'So, what is it you exactly do?' - Part five, troubleshooting

In the last article of this sysadmin series, I talked about the importance of monitoring as an insight into infrastructure and application behaviour - something that is hard to overstate. But what good is monitoring if you don't understand what it's telling you? That's where troubleshooting comes in.

I had a hard time trying to work out how to write this piece, precisely because troubleshooting is only part science, and part intuition. The quality of troubleshooting depends on how your brain works. I (of course..) pride myself on my troubleshooting abilities, mostly because I think I'm good at pattern recognition and have a good understanding of how different things behave in certain conditions. This goes beyond, say, counting the number of times an error has appeared in a log, but recognising 'meta' about those entries: what time they appeared in the logs, what else was happening at the time. Whether it coincides with wider problems (e.g upstream issues). What happened after the error and whether that thing was a side-effect of the problem or unrelated. Vice versa for what came before the error and if it caused it.

Ghosts in the machine

Just today I was troubleshooting a Drupal problem which was reported to me as a file permissions issue, but initially behaved like a Javascript issue. Based on the nature of the error message it became pretty quickly clear to me that

  • a) it was a server-side error being thrown, but
  • b) it was not permissions, and
  • c) it was most likely a change in the hosting provider's mod_security rules (false positive on CKeditor actions when publishing a node).

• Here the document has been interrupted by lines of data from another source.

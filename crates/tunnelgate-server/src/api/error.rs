//! API error types and responses

use axum::{
    http::StatusCode,
    response::{IntoResponse, Response},
    Json,
};
use serde::Serialize;
use thiserror::Error;

use crate::controller::IssuanceError;
use crate::routing::ForwardError;
use crate::storage::StorageError;

/// API error type
#[derive(Error, Debug)]
pub enum ApiError {
    #[error("Invalid request: {0}")]
    BadRequest(String),

    #[error("Unauthorized: {0}")]
    Unauthorized(String),

    #[error("Not found: {0}")]
    NotFound(String),

    #[error("Bad gateway: {0}")]
    BadGateway(String),

    #[error("Internal error: {0}")]
    Internal(String),
}

/// API error response body
#[derive(Serialize)]
pub struct ErrorResponse {
    pub error: String,
    pub code: String,
}

impl IntoResponse for ApiError {
    fn into_response(self) -> Response {
        let (status, code, message) = match self {
            ApiError::BadRequest(msg) => (StatusCode::BAD_REQUEST, "BAD_REQUEST", msg),
            ApiError::Unauthorized(msg) => (StatusCode::UNAUTHORIZED, "UNAUTHORIZED", msg),
            ApiError::NotFound(msg) => (StatusCode::NOT_FOUND, "NOT_FOUND", msg),
            ApiError::BadGateway(msg) => (StatusCode::BAD_GATEWAY, "BAD_GATEWAY", msg),
            ApiError::Internal(msg) => (StatusCode::INTERNAL_SERVER_ERROR, "INTERNAL_ERROR", msg),
        };

        let body = ErrorResponse {
            error: message,
            code: code.to_string(),
        };

        (status, Json(body)).into_response()
    }
}

impl From<IssuanceError> for ApiError {
    fn from(err: IssuanceError) -> Self {
        let message = err.to_string();
        match err {
            IssuanceError::Param | IssuanceError::IllegalCsr => ApiError::BadRequest(message),
            IssuanceError::IllegalKey => ApiError::Unauthorized(message),
            IssuanceError::GenClient | IssuanceError::GenTunnel | IssuanceError::GetTunnel => {
                ApiError::BadGateway(message)
            }
            IssuanceError::InsertDb | IssuanceError::GenCert => ApiError::Internal(message),
        }
    }
}

impl From<StorageError> for ApiError {
    fn from(err: StorageError) -> Self {
        ApiError::Internal(err.to_string())
    }
}

impl From<ForwardError> for ApiError {
    fn from(err: ForwardError) -> Self {
        ApiError::BadGateway(err.to_string())
    }
}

I didn't even know the provider employed mod_security, but it was the only thing that I could think of which would explain a 403 on that sort of POST request under those certain conditions. This was all before I had even had the chance to SSH into the server to see the logs that proved it (my client joked that it took a couple hours to get the hosting provider to reset an expired password for me so I could login, but only about 5 minutes for me to determine the cause of the problem).

Some of this is evidence based. Some of it is 'trial and error' or 'process of elimination' technique. But some of it is a vague 'feeling' that I can't quite describe, but that I think simply comes down to a combination of experience and 'thinking right' about an issue.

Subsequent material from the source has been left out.